Saved data entries
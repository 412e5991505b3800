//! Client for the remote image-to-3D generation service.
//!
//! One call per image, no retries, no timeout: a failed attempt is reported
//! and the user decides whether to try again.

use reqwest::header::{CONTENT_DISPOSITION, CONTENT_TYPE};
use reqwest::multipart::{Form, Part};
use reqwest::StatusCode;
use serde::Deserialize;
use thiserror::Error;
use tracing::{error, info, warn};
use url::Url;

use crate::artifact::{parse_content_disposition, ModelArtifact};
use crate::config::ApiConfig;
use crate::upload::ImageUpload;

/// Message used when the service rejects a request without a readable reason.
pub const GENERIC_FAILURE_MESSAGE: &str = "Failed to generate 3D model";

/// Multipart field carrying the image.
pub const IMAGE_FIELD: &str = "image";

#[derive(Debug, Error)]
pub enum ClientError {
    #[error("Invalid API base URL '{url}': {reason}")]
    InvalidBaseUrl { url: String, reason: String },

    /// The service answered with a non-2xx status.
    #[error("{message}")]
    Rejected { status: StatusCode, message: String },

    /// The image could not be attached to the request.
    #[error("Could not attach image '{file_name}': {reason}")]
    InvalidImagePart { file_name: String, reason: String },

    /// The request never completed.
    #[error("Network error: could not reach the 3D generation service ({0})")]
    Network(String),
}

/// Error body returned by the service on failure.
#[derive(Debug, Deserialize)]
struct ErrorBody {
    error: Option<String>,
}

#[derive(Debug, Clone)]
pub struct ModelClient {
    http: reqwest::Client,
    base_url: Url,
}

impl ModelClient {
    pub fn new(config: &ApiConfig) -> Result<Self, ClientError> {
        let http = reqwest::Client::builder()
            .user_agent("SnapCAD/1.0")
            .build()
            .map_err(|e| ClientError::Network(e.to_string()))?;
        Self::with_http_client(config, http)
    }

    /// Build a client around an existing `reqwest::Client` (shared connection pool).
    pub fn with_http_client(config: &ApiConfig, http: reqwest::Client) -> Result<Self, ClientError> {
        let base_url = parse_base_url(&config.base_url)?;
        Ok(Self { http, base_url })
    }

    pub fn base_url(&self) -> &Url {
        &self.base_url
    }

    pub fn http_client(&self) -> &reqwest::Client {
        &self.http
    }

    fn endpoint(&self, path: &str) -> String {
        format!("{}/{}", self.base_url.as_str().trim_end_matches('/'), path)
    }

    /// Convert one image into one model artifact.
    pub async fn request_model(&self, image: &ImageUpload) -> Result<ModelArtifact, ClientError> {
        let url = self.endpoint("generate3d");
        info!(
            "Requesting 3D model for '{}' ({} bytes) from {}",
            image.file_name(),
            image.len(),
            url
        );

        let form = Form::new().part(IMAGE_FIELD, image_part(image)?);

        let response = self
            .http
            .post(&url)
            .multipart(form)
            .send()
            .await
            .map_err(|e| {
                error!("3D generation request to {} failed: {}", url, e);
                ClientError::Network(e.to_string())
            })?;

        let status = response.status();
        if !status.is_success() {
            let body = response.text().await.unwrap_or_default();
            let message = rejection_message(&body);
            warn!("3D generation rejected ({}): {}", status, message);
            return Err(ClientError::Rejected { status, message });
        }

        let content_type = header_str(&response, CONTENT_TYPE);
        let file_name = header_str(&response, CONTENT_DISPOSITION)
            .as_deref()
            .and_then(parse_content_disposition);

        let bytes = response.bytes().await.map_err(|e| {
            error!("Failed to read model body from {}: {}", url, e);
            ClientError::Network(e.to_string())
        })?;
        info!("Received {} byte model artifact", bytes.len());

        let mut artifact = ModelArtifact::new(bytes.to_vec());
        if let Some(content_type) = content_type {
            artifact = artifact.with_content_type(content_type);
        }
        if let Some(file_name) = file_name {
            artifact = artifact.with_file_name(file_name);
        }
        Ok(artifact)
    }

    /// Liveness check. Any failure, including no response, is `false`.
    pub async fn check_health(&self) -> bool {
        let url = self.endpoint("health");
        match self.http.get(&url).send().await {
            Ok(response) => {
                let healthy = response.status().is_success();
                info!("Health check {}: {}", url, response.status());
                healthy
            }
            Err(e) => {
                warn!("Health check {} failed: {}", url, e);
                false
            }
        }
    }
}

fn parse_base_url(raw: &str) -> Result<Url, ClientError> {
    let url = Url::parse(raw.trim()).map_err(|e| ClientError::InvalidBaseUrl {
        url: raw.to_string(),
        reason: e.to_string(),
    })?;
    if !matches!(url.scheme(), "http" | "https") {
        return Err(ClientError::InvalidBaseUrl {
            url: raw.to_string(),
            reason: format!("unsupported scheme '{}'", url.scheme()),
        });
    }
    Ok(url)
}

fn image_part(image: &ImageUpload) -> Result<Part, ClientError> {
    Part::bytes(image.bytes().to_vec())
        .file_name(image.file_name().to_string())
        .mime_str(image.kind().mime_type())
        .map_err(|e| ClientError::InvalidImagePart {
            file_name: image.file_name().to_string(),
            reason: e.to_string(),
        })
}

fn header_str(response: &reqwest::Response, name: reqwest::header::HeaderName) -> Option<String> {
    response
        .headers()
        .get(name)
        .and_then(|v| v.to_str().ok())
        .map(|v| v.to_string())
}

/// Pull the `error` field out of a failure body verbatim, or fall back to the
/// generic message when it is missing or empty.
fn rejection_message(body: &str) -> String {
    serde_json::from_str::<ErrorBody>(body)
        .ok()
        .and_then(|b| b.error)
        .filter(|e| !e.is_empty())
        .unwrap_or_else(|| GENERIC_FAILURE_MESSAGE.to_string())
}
---
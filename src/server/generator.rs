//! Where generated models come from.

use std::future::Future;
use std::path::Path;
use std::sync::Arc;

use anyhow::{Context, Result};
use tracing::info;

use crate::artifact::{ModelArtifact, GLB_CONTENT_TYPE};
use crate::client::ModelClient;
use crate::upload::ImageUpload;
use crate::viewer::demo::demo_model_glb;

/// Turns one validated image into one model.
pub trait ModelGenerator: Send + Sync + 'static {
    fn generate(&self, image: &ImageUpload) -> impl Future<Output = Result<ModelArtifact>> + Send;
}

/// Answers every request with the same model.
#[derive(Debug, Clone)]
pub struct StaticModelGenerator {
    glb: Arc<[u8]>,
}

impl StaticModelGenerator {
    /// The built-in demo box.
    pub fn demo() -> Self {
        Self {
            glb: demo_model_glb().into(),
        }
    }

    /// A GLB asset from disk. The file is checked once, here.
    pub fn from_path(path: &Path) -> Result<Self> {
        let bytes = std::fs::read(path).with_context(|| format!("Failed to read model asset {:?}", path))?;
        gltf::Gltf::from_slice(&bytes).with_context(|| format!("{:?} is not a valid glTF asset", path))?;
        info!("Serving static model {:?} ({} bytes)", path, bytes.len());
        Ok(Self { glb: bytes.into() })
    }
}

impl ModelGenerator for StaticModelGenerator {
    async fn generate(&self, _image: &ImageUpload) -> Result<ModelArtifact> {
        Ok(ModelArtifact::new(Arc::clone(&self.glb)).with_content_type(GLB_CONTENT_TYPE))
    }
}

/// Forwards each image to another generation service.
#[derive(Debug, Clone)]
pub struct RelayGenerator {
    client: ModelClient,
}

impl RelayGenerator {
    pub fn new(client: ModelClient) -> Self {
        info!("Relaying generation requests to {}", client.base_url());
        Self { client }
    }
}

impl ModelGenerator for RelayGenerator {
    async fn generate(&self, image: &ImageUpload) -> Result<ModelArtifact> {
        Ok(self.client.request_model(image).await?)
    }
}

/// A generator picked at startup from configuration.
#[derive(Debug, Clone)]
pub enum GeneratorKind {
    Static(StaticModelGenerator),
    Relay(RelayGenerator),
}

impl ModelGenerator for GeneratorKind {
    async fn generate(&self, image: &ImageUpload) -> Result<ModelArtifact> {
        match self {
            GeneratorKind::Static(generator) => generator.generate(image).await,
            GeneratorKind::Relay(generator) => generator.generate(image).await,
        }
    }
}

■ Task instructions: Respond with a single number, namely how many lines of the entries contain the word "ApiConfig".

■ Task output: 3